ReporMed Carnets de voyage Mai 2013 en Turquie : entre vision et illusion

Mai 2013 en Turquie : entre vision et illusion



Plusieurs bateaux défilent sur le Bosphore, avec la mosquée Sainte-Sophie à l'arrière-plan

Au centre d'Istanbul, des hommes tentent le poisson avec leur canne à pêche sur le pont de Galata.

La Turquie ne s’ennuyait pas. Mais elle ne s’amusait pas non plus. Photo : akoray / Flickr

« Quand la France s’ennuie », éditorialisait Le Monde peu avant « Mai 1968 ». Mais si l’Hexagone d’alors s’ennuyait, aucun journal turc n’aurait osé titrer ainsi sur la Sublime Porte avant son « Mai 2013 ». La Turquie ne s’ennuyait pas. Mais elle ne s’amusait pas non plus. Nous, si…

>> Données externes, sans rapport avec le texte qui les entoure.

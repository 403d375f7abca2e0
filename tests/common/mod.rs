#![allow(dead_code)]

use std::sync::{Arc, OnceLock};

use axum::{
    body::{self, Body},
    http::{Method, Request},
    response::Response,
    Router,
};
use cafe_pos_api::{
    auth::AuthService,
    build_router,
    config::AppConfig,
    db::{self, DbConfig},
    entities::{user, Role},
    services::{
        catalog::{CategoryResponse, CreateCategoryRequest, CreateProductRequest, ProductResponse},
        tables::{CreateTableRequest, TableResponse},
    },
    AppState,
};
use chrono::Utc;
use rust_decimal::Decimal;
use sea_orm::{ActiveModelTrait, Set};
use serde_json::Value;
use tower::ServiceExt;

pub const TEST_SECRET: &str = "integration_secret_for_cafe_pos_tests_k3j9x7";
pub const TEST_PASSWORD: &str = "correct-horse-battery";

/// Argon2 is slow in debug builds; hash the shared test password once.
fn test_password_hash() -> &'static str {
    static HASH: OnceLock<String> = OnceLock::new();
    HASH.get_or_init(|| {
        AuthService::hash_password(TEST_PASSWORD).expect("hash test password")
    })
}

/// A seeded account with a ready-made bearer token
pub struct TestUser {
    pub id: i32,
    pub username: String,
    pub token: String,
}

/// Application harness backed by a private in-memory SQLite database.
pub struct TestApp {
    router: Router,
    pub state: AppState,
    pub staff: TestUser,
    pub cashier: TestUser,
    pub manager: TestUser,
}

impl TestApp {
    /// Construct a new test application with fresh database state.
    pub async fn new() -> Self {
        let db_config = DbConfig::in_memory();
        let cfg = AppConfig::new(
            db_config.url.clone(),
            TEST_SECRET.to_string(),
            3600,
            "127.0.0.1".to_string(),
            18_080,
            "test".to_string(),
        );

        let pool = db::establish_connection_with_config(&db_config)
            .await
            .expect("failed to create test database");
        db::run_migrations(&pool)
            .await
            .expect("failed to run migrations in tests");

        let state = AppState::new(Arc::new(pool), cfg);

        let staff = Self::seed_user(&state, "sam", "Sam Staff", Role::Staff).await;
        let cashier = Self::seed_user(&state, "casey", "Casey Cashier", Role::Cashier).await;
        let manager = Self::seed_user(&state, "morgan", "Morgan Manager", Role::Manager).await;

        let router = build_router(state.clone());

        Self {
            router,
            state,
            staff,
            cashier,
            manager,
        }
    }

    async fn seed_user(state: &AppState, username: &str, full_name: &str, role: Role) -> TestUser {
        let model = user::ActiveModel {
            username: Set(username.to_string()),
            password_hash: Set(test_password_hash().to_string()),
            full_name: Set(full_name.to_string()),
            role: Set(role),
            active: Set(true),
            created_at: Set(Utc::now()),
            ..Default::default()
        }
        .insert(&*state.db)
        .await
        .expect("seed test user");

        let token = state
            .services
            .auth
            .generate_token(&model)
            .expect("issue test token")
            .token;

        TestUser {
            id: model.id,
            username: model.username,
            token,
        }
    }

    /// Send a request against the router with an optional bearer token.
    pub async fn request(
        &self,
        method: Method,
        uri: &str,
        body: Option<Value>,
        token: Option<&str>,
    ) -> Response {
        let mut builder = Request::builder().method(method).uri(uri);

        if let Some(tok) = token {
            builder = builder.header("authorization", format!("Bearer {}", tok));
        }

        let body = if let Some(json) = body {
            builder = builder.header("content-type", "application/json");
            Body::from(serde_json::to_vec(&json).expect("failed to serialize json request body"))
        } else {
            Body::empty()
        };

        let request = builder.body(body).expect("failed to build request");
        self.send(request).await
    }

    /// Send a fully built request
    pub async fn send(&self, request: Request<Body>) -> Response {
        self.router
            .clone()
            .oneshot(request)
            .await
            .expect("router error during test request")
    }

    pub async fn as_staff(&self, method: Method, uri: &str, body: Option<Value>) -> Response {
        self.request(method, uri, body, Some(&self.staff.token)).await
    }

    pub async fn as_cashier(&self, method: Method, uri: &str, body: Option<Value>) -> Response {
        self.request(method, uri, body, Some(&self.cashier.token))
            .await
    }

    pub async fn as_manager(&self, method: Method, uri: &str, body: Option<Value>) -> Response {
        self.request(method, uri, body, Some(&self.manager.token))
            .await
    }

    pub async fn seed_table(&self, name: &str) -> TableResponse {
        self.state
            .services
            .tables
            .create_table(CreateTableRequest {
                name: name.to_string(),
                capacity: 4,
                description: None,
            })
            .await
            .expect("seed table")
    }

    pub async fn seed_category(&self, name: &str) -> CategoryResponse {
        self.state
            .services
            .catalog
            .create_category(CreateCategoryRequest {
                name: name.to_string(),
                description: None,
            })
            .await
            .expect("seed category")
    }

    pub async fn seed_product(&self, category_id: i32, name: &str, price: Decimal) -> ProductResponse {
        self.state
            .services
            .catalog
            .create_product(CreateProductRequest {
                name: name.to_string(),
                price,
                category_id,
                image_url: None,
            })
            .await
            .expect("seed product")
    }
}

pub async fn response_json(response: Response) -> Value {
    let bytes = body::to_bytes(response.into_body(), usize::MAX)
        .await
        .expect("response body bytes");
    serde_json::from_slice(&bytes).expect("json response")
}

/// Decimals travel as JSON strings
pub fn decimal(value: &Value) -> Decimal {
    match value {
        Value::String(s) => s.parse().expect("decimal string"),
        Value::Number(n) => n.to_string().parse().expect("decimal number"),
        other => panic!("expected a decimal, got {}", other),
    }
}
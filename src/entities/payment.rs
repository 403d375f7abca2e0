use chrono::{DateTime, Utc};
use rust_decimal::Decimal;
use sea_orm::entity::prelude::*;
use serde::{Deserialize, Serialize};

#[derive(
    Clone,
    Copy,
    Debug,
    PartialEq,
    Eq,
    Hash,
    EnumIter,
    DeriveActiveEnum,
    Serialize,
    Deserialize,
    strum::Display,
    strum::EnumString,
)]
#[sea_orm(rs_type = "String", db_type = "String(StringLen::N(32))")]
pub enum PaymentType {
    #[sea_orm(string_value = "Cash")]
    Cash,
    #[sea_orm(string_value = "Card")]
    Card,
    #[sea_orm(string_value = "Banking")]
    Banking,
}

/// Settlement record; at most one per order.
#[derive(Clone, Debug, PartialEq, Eq, DeriveEntityModel, Serialize, Deserialize)]
#[sea_orm(table_name = "payments")]
pub struct Model {
    #[sea_orm(primary_key)]
    pub id: i32,
    #[sea_orm(unique)]
    pub order_id: i32,
    pub payment_type: PaymentType,
    #[sea_orm(column_type = "Decimal(Some((5, 2)))")]
    pub discount_percentage: Decimal,
    /// Final amount after discount
    #[sea_orm(column_type = "Decimal(Some((12, 2)))")]
    pub amount: Decimal,
    pub payment_date: DateTime<Utc>,
}

#[derive(Copy, Clone, Debug, EnumIter, DeriveRelation)]
pub enum Relation {
    #[sea_orm(
        belongs_to = "super::order::Entity",
        from = "Column::OrderId",
        to = "super::order::Column::Id"
    )]
    Order,
}

impl Related<super::order::Entity> for Entity {
    fn to() -> RelationDef {
        Relation::Order.def()
    }
}

impl ActiveModelBehavior for ActiveModel {}
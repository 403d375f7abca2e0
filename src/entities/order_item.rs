use chrono::{DateTime, Utc};
use rust_decimal::Decimal;
use sea_orm::entity::prelude::*;
use serde::{Deserialize, Serialize};

/// One product line within an order. `unit_price` is captured when the line
/// is first added and never recomputed from the product.
#[derive(Clone, Debug, PartialEq, Eq, DeriveEntityModel, Serialize, Deserialize)]
#[sea_orm(table_name = "order_items")]
pub struct Model {
    #[sea_orm(primary_key)]
    pub id: i32,
    pub order_id: i32,
    pub product_id: i32,
    pub quantity: i32,
    #[sea_orm(column_type = "Decimal(Some((12, 2)))")]
    pub unit_price: Decimal,
    pub notes: Option<String>,
    pub created_at: DateTime<Utc>,
}

impl Model {
    pub fn subtotal(&self) -> Decimal {
        Decimal::from(self.quantity) * self.unit_price
    }
}

#[derive(Copy, Clone, Debug, EnumIter, DeriveRelation)]
pub enum Relation {
    #[sea_orm(
        belongs_to = "super::order::Entity",
        from = "Column::OrderId",
        to = "super::order::Column::Id"
    )]
    Order,
    #[sea_orm(
        belongs_to = "super::product::Entity",
        from = "Column::ProductId",
        to = "super::product::Column::Id"
    )]
    Product,
}

impl Related<super::order::Entity> for Entity {
    fn to() -> RelationDef {
        Relation::Order.def()
    }
}

impl Related<super::product::Entity> for Entity {
    fn to() -> RelationDef {
        Relation::Product.def()
    }
}

impl ActiveModelBehavior for ActiveModel {}
//! Extractors whose rejections render as [`ServiceError`] bodies.

use async_trait::async_trait;
use axum::{
    extract::{FromRequest, FromRequestParts, Path, Query, Request},
    http::request::Parts,
    Json,
};
use serde::de::DeserializeOwned;

use crate::errors::ServiceError;

/// JSON request body
#[derive(Debug, Clone, Copy, Default)]
pub struct ApiJson<T>(pub T);

#[async_trait]
impl<T, S> FromRequest<S> for ApiJson<T>
where
    T: DeserializeOwned,
    S: Send + Sync,
{
    type Rejection = ServiceError;

    async fn from_request(req: Request, state: &S) -> Result<Self, Self::Rejection> {
        let Json(value) = Json::<T>::from_request(req, state).await?;
        Ok(Self(value))
    }
}

/// Typed path parameters
#[derive(Debug, Clone, Copy)]
pub struct ApiPath<T>(pub T);

#[async_trait]
impl<T, S> FromRequestParts<S> for ApiPath<T>
where
    T: DeserializeOwned + Send,
    S: Send + Sync,
{
    type Rejection = ServiceError;

    async fn from_request_parts(parts: &mut Parts, state: &S) -> Result<Self, Self::Rejection> {
        let Path(value) = Path::<T>::from_request_parts(parts, state).await?;
        Ok(Self(value))
    }
}

/// Query string
#[derive(Debug, Clone, Copy, Default)]
pub struct ApiQuery<T>(pub T);

#[async_trait]
impl<T, S> FromRequestParts<S> for ApiQuery<T>
where
    T: DeserializeOwned,
    S: Send + Sync,
{
    type Rejection = ServiceError;

    async fn from_request_parts(parts: &mut Parts, state: &S) -> Result<Self, Self::Rejection> {
        let Query(value) = Query::<T>::from_request_parts(parts, state).await?;
        Ok(Self(value))
    }
}
use crate::{
    errors::ServiceError,
    handlers::{
        extract::{ApiJson, ApiPath},
        AppState,
    },
    services::tables::{CreateTableRequest, TableResponse, UpdateTableRequest},
    ApiResponse,
};
use axum::{
    extract::State,
    http::StatusCode,
    Json,
};

pub async fn list_tables(
    State(state): State<AppState>,
) -> Result<Json<ApiResponse<Vec<TableResponse>>>, ServiceError> {
    let tables = state.services.tables.list_tables().await?;
    Ok(Json(ApiResponse::success(tables)))
}

pub async fn get_table(
    State(state): State<AppState>,
    ApiPath(table_id): ApiPath<i32>,
) -> Result<Json<ApiResponse<TableResponse>>, ServiceError> {
    let table = state.services.tables.get_table(table_id).await?;
    Ok(Json(ApiResponse::success(table)))
}

pub async fn create_table(
    State(state): State<AppState>,
    ApiJson(request): ApiJson<CreateTableRequest>,
) -> Result<(StatusCode, Json<ApiResponse<TableResponse>>), ServiceError> {
    let table = state.services.tables.create_table(request).await?;
    Ok((
        StatusCode::CREATED,
        Json(ApiResponse::success_with_message(table, "Table created")),
    ))
}

pub async fn update_table(
    State(state): State<AppState>,
    ApiPath(table_id): ApiPath<i32>,
    ApiJson(request): ApiJson<UpdateTableRequest>,
) -> Result<Json<ApiResponse<TableResponse>>, ServiceError> {
    let table = state.services.tables.update_table(table_id, request).await?;
    Ok(Json(ApiResponse::success(table)))
}

pub async fn delete_table(
    State(state): State<AppState>,
    ApiPath(table_id): ApiPath<i32>,
) -> Result<Json<ApiResponse<()>>, ServiceError> {
    state.services.tables.delete_table(table_id).await?;
    Ok(Json(ApiResponse::message("Table deleted")))
}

Voyageurs de Galata, amoureux des soleils brûlants, buveurs de thé sur des collines orientalistes, nous n’avions pour objectif que cette tremblante modernité. Dans les rues, dans les tramways, sur les marchés ou les ponts désabusés. De nos yeux européanisés, moralisés et libéralisés, nous regardions ce lumineux spectacle. Réjouis. Et enfin apaisés.

On se baladait main dans la main en se promettant qu’Istanbul était finalement le modèle pour tous les autres. Que ce pays ne vivrait pas une révolution. Que la laïcité, mise en place au début du siècle, serait le rempart contre toutes les constructions malveillantes. On rêvait de Méditerranée, cette idée utopiste peinte et dépeinte sur des rivages en mal ou en trop plein d’amour. On rêvait d’Europe. On rêvait d’Istanbul dans l’Europe. De l’Europe dans Istanbul.

On se berçait dans des bateaux de fortune qui nous faisaient traverser de l’Europe à l’Asie. Comme si les blocs de culture de Samuel Huntington étaient affranchis par un dialogue entre les cultures sur des eaux limpides. Libérées d’Edgar Morin, elles semblaient enfin se parler sur une mer de détroits.

Plusieurs bateaux défilent sur le Bosphore, avec l'ex-basilique Sainte-Sophie à l'arrière-plan

Dans le va-et-vient des bateaux sur le Bosphore. Photo : Marine Sabounji

Buveurs de salep et de tous les délices, on traversait l’Humanité, mille et une embûches pour trouver la réponse et la question de Salah Stétié. Et si la Méditerranée avait un rôle à jouer ? On se baladait sous les dorures de Sainte Sophie. Grandeur et splendeur, sans dire un mot. Juste le bruit des clichés de Vincent. On acquiesçait devant des anges cachés et des librairies sauvages. Je me voilais les cheveux et il me prenait en photo devant la Mosquée bleue en souriant. Mille et une fois. Mille et une embûches.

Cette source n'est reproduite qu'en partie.